Why health policy research? How has the Smith Center helped shape your journey in medicine/research?  

My path to health policy research was shaped by witnessing firsthand how systemic inequities shaped health in my own community and through experiences working with my community. From conducting environmental justice research in Boston to providing bilingual care management for Spanish-speaking families, I realized that while individual interventions are important, lasting change requires understanding and improving the policies that shape population health. 

The Smith Center has been transformative in helping me develop hands-on analytical and methodological rigor needed to answer complex policy and public health questions. Being selected for this highly competitive fellowship has allowed me to have invaluable mentorship to learn from physician-leaders and broaden my perspective on how to move research beyond good intentions and measure actual change.   

What’s one project that you’re proud of?  

I am very proud of my research on how the Dobbs decision has affected women’s mental health across income levels. This project feels personal because I’ve watched women in my community navigate impossible choices around reproductive health, often determined by what they could afford rather than what they needed.  We were able to quantify something we’ve always known – that policy changes don’t affect everyone equally. Women with fewer resources bear the brunt of restrictive policies.  This research has the potential to inform future reproductive health policies with hard data about the mental health consequences of limiting access for socioeconomically disadvantaged women.  

What are some of the most important lessons you’ve learned during your time at the Smith Center? 

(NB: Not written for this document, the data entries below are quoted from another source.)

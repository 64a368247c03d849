//! The composition root: owns the entry list and wires every component.

use std::{path::PathBuf, sync::Arc, time::Duration};

use async_trait::async_trait;
use common::{
    data::{DocumentRecord, DocumentStatus, UploadEntry, UploadSession, UNKNOWN_ERROR},
    helpers::now_millis,
    payloads::UpdateDocumentPayload,
};
use log::{debug, info, warn};
use thiserror::Error;
use tokio::sync::{watch, Mutex};

use crate::{
    api::DocumentBackend,
    driver::{EntryChange, EntrySink, UploadDriver, UploadJob},
    poller::{reconcile_entries, PollTarget, PollerHandle, StatusPoller, DEFAULT_POLL_INTERVAL},
    reconcile::recover,
    store::{KeyValueStore, SessionStore, DEFAULT_SESSION_MAX_AGE_MS},
    validate::{FileValidator, ValidationError},
};

#[derive(Clone, Debug)]
pub struct UploadConfig {
    pub poll_interval: Duration,
    pub session_max_age: Duration,
    pub validator: FileValidator,
}

impl Default for UploadConfig {
    fn default() -> Self {
        Self {
            poll_interval: DEFAULT_POLL_INTERVAL,
            session_max_age: Duration::from_millis(DEFAULT_SESSION_MAX_AGE_MS),
            validator: FileValidator::default(),
        }
    }
}

/// What a renderer needs to draw the page.
#[derive(Clone, Debug, Default, PartialEq, Eq)]
pub struct Snapshot {
    pub entries: Vec<UploadEntry>,
    pub recovery_notice: bool,
}

impl Snapshot {
    pub fn has_in_flight(&self) -> bool {
        self.entries.iter().any(UploadEntry::is_in_flight)
    }
}

#[derive(Clone, Debug, Error, PartialEq, Eq)]
pub enum ActionRefused {
    #[error("no entry with id {0}")]
    UnknownEntry(String),
    #[error("entry {0} is still in flight")]
    EntryInFlight(String),
    #[error("uploads are still in flight")]
    UploadsInFlight,
}

/// A file turned away before any network call.
#[derive(Clone, Debug, PartialEq, Eq)]
pub struct Rejected {
    pub path: PathBuf,
    pub reason: ValidationError,
}

struct State {
    session_id: String,
    entries: Vec<UploadEntry>,
    mounted: bool,
    /// Set once this controller adopted the stored session or added files.
    /// Until then the stored session belongs to someone else and is left alone.
    owns_session: bool,
    recovery_notice: bool,
    poller: Option<PollerHandle>,
}

struct Shared<B, S> {
    backend: Arc<B>,
    store: SessionStore<S>,
    user_id: String,
    config: UploadConfig,
    state: Mutex<State>,
    events: watch::Sender<Snapshot>,
}

pub struct UploadController<B, S> {
    shared: Arc<Shared<B, S>>,
}

impl<B, S> Clone for UploadController<B, S> {
    fn clone(&self) -> Self {
        Self {
            shared: self.shared.clone(),
        }
    }
}

impl<B, S> UploadController<B, S>
where
    B: DocumentBackend + 'static,
    S: KeyValueStore + 'static,
{
    pub fn new(backend: Arc<B>, store: S, user_id: String, config: UploadConfig) -> Self {
        let (events, _) = watch::channel(Snapshot::default());
        Self {
            shared: Arc::new(Shared {
                backend,
                store: SessionStore::new(store),
                user_id,
                config,
                state: Mutex::new(State {
                    session_id: uuidv7::create(),
                    entries: Vec::new(),
                    mounted: false,
                    owns_session: false,
                    recovery_notice: false,
                    poller: None,
                }),
                events,
            }),
        }
    }

    pub fn store(&self) -> &SessionStore<S> {
        &self.shared.store
    }

    pub fn subscribe(&self) -> watch::Receiver<Snapshot> {
        self.shared.events.subscribe()
    }

    pub async fn snapshot(&self) -> Snapshot {
        let st = self.shared.state.lock().await;
        self.shared.snapshot_of(&st)
    }

    /// Runs recovery once. Returns true if a previous session was adopted.
    pub async fn mount(&self) -> bool {
        let shared = &self.shared;
        {
            let mut st = shared.state.lock().await;
            if st.mounted {
                return false;
            }
            st.mounted = true;
        }

        let max_age = shared.config.session_max_age.as_millis() as u64;
        let recovery = match recover(
            &shared.store,
            shared.backend.as_ref(),
            &shared.user_id,
            now_millis(),
            max_age,
        )
        .await
        {
            Ok(recovery) => recovery,
            Err(_) => return false,
        };

        let resume = recovery.resume_polling();
        {
            let mut st = shared.state.lock().await;
            st.session_id = recovery.session_id;
            // Anything added while recovery was fetching stays after the recovered entries.
            let added = std::mem::take(&mut st.entries);
            st.entries = recovery.entries;
            st.entries.extend(added);
            st.recovery_notice = true;
            st.owns_session = true;
            shared.commit(&st);
        }
        if resume {
            self.ensure_polling().await;
        }
        true
    }

    /// Validates the files and starts a pipeline for each one that passes.
    /// Returns the new entry ids and the files that were turned away.
    pub async fn add_files(&self, paths: Vec<PathBuf>) -> (Vec<String>, Vec<Rejected>) {
        let shared = &self.shared;
        let mut jobs = Vec::new();
        let mut rejected = Vec::new();
        for path in paths {
            match shared.config.validator.validate(&path).await {
                Ok(file) => jobs.push(UploadJob {
                    entry_id: uuidv7::create(),
                    file,
                }),
                Err(reason) => {
                    info!("rejected {}: {reason}", path.display());
                    rejected.push(Rejected { path, reason });
                }
            }
        }
        if jobs.is_empty() {
            return (Vec::new(), rejected);
        }

        {
            let mut st = shared.state.lock().await;
            st.owns_session = true;
            for job in &jobs {
                st.entries.push(UploadEntry::new(
                    job.entry_id.clone(),
                    job.file.name.clone(),
                    job.file.size,
                    Some(job.file.path.clone()),
                ));
            }
            shared.commit(&st);
        }

        let ids = jobs.iter().map(|j| j.entry_id.clone()).collect();
        for job in jobs {
            self.spawn_upload(job);
        }
        self.ensure_polling().await;
        (ids, rejected)
    }

    fn spawn_upload(&self, job: UploadJob) {
        let shared = self.shared.clone();
        tokio::spawn(async move {
            let entry_id = job.entry_id.clone();
            let inner = shared.clone();
            let pipeline = tokio::spawn(async move {
                let driver = UploadDriver::new(inner.backend.clone(), inner.user_id.clone());
                driver.run(&job, inner.as_ref()).await
            });
            match pipeline.await {
                Ok(status) => debug!("entry {entry_id} finished as {status}"),
                Err(e) => {
                    warn!("upload pipeline for {entry_id} died: {e}");
                    shared.fail_unexpectedly(&entry_id).await;
                }
            }
        });
    }

    async fn ensure_polling(&self) {
        let mut st = self.shared.state.lock().await;
        if st.poller.is_some() {
            return;
        }
        let poller = StatusPoller::new(
            self.shared.backend.clone(),
            self.shared.user_id.clone(),
            self.shared.config.poll_interval,
        );
        st.poller = Some(poller.spawn(self.shared.clone()));
        debug!("status poller started");
    }

    pub async fn is_polling(&self) -> bool {
        self.shared.state.lock().await.poller.is_some()
    }

    pub async fn dismiss_recovery_notice(&self) {
        let mut st = self.shared.state.lock().await;
        if st.recovery_notice {
            st.recovery_notice = false;
            self.shared.publish(&st);
        }
    }

    /// Drops completed entries. Refused while anything is in flight.
    pub async fn clear_completed(&self) -> Result<usize, ActionRefused> {
        let mut st = self.shared.state.lock().await;
        if st.entries.iter().any(UploadEntry::is_in_flight) {
            return Err(ActionRefused::UploadsInFlight);
        }
        let before = st.entries.len();
        st.entries.retain(|e| e.status() != DocumentStatus::Completed);
        let removed = before - st.entries.len();
        if removed > 0 {
            self.shared.commit(&st);
        }
        Ok(removed)
    }

    /// Forgets every entry and deletes the persisted session. Pipelines that
    /// are still running carry on but are no longer tracked.
    pub async fn clear_all(&self) {
        let mut st = self.shared.state.lock().await;
        if let Some(poller) = st.poller.take() {
            poller.cancel();
        }
        st.entries.clear();
        st.recovery_notice = false;
        self.shared.store.clear();
        self.shared.publish(&st);
    }

    pub async fn remove_entry(&self, entry_id: &str) -> Result<(), ActionRefused> {
        let mut st = self.shared.state.lock().await;
        let pos = st
            .entries
            .iter()
            .position(|e| e.id == entry_id)
            .ok_or_else(|| ActionRefused::UnknownEntry(entry_id.to_string()))?;
        if st.entries[pos].is_in_flight() {
            return Err(ActionRefused::EntryInFlight(entry_id.to_string()));
        }
        st.entries.remove(pos);
        self.shared.commit(&st);
        Ok(())
    }

    /// True while leaving would lose track of an in-flight upload.
    pub async fn should_block_exit(&self) -> bool {
        self.shared
            .state
            .lock()
            .await
            .entries
            .iter()
            .any(UploadEntry::is_in_flight)
    }

    /// Writes the session now, for when the process may be torn down.
    pub async fn persist_now(&self) {
        let st = self.shared.state.lock().await;
        self.shared.persist(&st);
    }

    /// Persists and stops polling.
    pub async fn teardown(&self) {
        let mut st = self.shared.state.lock().await;
        self.shared.persist(&st);
        if let Some(poller) = st.poller.take() {
            poller.cancel();
        }
    }

    /// Resolves once no entry is in flight.
    pub async fn wait_idle(&self) {
        let mut rx = self.subscribe();
        if !self.should_block_exit().await {
            return;
        }
        let _ = rx.wait_for(|s| !s.has_in_flight()).await;
    }
}

impl<B, S> Shared<B, S>
where
    B: DocumentBackend,
    S: KeyValueStore,
{
    fn snapshot_of(&self, st: &State) -> Snapshot {
        Snapshot {
            entries: st.entries.clone(),
            recovery_notice: st.recovery_notice,
        }
    }

    fn publish(&self, st: &State) {
        self.events.send_replace(self.snapshot_of(st));
    }

    /// Writes run inline under the state lock so they land in mutation order.
    /// They are small synchronous writes to a local file.
    fn persist(&self, st: &State) {
        if !st.owns_session {
            return;
        }
        if st.entries.is_empty() {
            self.store.clear();
            return;
        }
        self.store.save(&UploadSession {
            session_id: st.session_id.clone(),
            user_id: self.user_id.clone(),
            files: st.entries.clone(),
            timestamp: now_millis(),
        });
    }

    /// Persists the full session and notifies subscribers.
    fn commit(&self, st: &State) {
        self.persist(st);
        self.publish(st);
    }

    async fn fail_unexpectedly(&self, entry_id: &str) {
        let document_id = {
            let mut st = self.state.lock().await;
            let Some(entry) = st.entries.iter_mut().find(|e| e.id == entry_id) else {
                return;
            };
            if !entry.transition(DocumentStatus::Error, Some(UNKNOWN_ERROR.to_string())) {
                return;
            }
            let document_id = entry.document_id().map(str::to_string);
            self.commit(&st);
            document_id
        };
        if let Some(document_id) = document_id {
            if let Err(e) = self
                .backend
                .update_document(&document_id, UpdateDocumentPayload::error(UNKNOWN_ERROR))
                .await
            {
                warn!("could not mark record {document_id} as failed: {e}");
            }
        }
    }
}

#[async_trait]
impl<B, S> EntrySink for Shared<B, S>
where
    B: DocumentBackend,
    S: KeyValueStore,
{
    async fn apply(&self, entry_id: &str, change: EntryChange) {
        let mut st = self.state.lock().await;
        let Some(entry) = st.entries.iter_mut().find(|e| e.id == entry_id) else {
            debug!("entry {entry_id} is no longer tracked; dropping {change:?}");
            return;
        };
        let changed = match change {
            EntryChange::DocumentId(id) => entry.set_document_id(id),
            EntryChange::Progress(p) => entry.set_progress(p),
            EntryChange::Status(status, error) => entry.transition(status, error),
        };
        if changed {
            self.commit(&st);
        }
    }
}

#[async_trait]
impl<B, S> PollTarget for Shared<B, S>
where
    B: DocumentBackend,
    S: KeyValueStore,
{
    async fn apply_records(&self, records: &[DocumentRecord]) {
        let mut st = self.state.lock().await;
        if reconcile_entries(&mut st.entries, records) {
            self.commit(&st);
        }
    }

    async fn finish_if_idle(&self) -> bool {
        let mut st = self.state.lock().await;
        if st.entries.iter().any(UploadEntry::is_in_flight) {
            return false;
        }
        st.poller = None;
        self.store.set_in_flight(false);
        debug!("status poller stopped, nothing in flight");
        true
    }
}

Three things stand out: First, good research design matters more than fancy analysis—you can't statistically model your way out of a poorly designed study. Second, interdisciplinary collaboration is everything. Working with biostatisticians, clinicians, and policy experts has shown me that the most impactful research happens when different perspectives come together. Finally, I've learned that rigorous methodology means nothing if you can't communicate your findings. Growing up in spaces where people spoke directly and honestly, I've had to learn how to translate that clarity into academic and policy settings while maintaining the urgency of the issues we're studying. 

What’s next for you?  

My ultimate goal is medical school—I want to become a physician who can address health disparities at both the individual patient level and the systems level. This  fellowship has been incredible preparation for that journey, giving me the research foundation to understand how policies shape health outcomes before patients even walk into a clinic. In the short term, I'm working on manuscripts examining food security interventions and reproductive health policy impacts—research that will inform my future practice and advocacy as a physician. I'm applying to medical school with the goal of eventually becoming a physician-scientist who can bridge clinical care with policy research. Long-term, I envision practicing in underserved communities while continuing to conduct research that informs both clinical practice and health policy. I want to be the kind of doctor who can not only treat patients but also understand and address the structural barriers that brought them to my office in the first place. 

What’s your favorite Smith Center memory?  

My favorite Smith Center memories are definitely the conferences we've traveled to—some of the largest conferences in the country. Being able to present research and see our work reach audiences beyond academia has been incredible. There's something powerful about standing in those spaces, representing not just the Smith Center but the communities our research serves, and knowing that our findings could actually influence policy decisions. 


Azariah Boyd, MS presenting at AcademyHealth ARM 2025

 

 

Azariah presenting her work on changes in women's mental health after abortion bans in the US at the AcademyHealth Annual Research Meeting 2025, the largest health policy conference in the nation.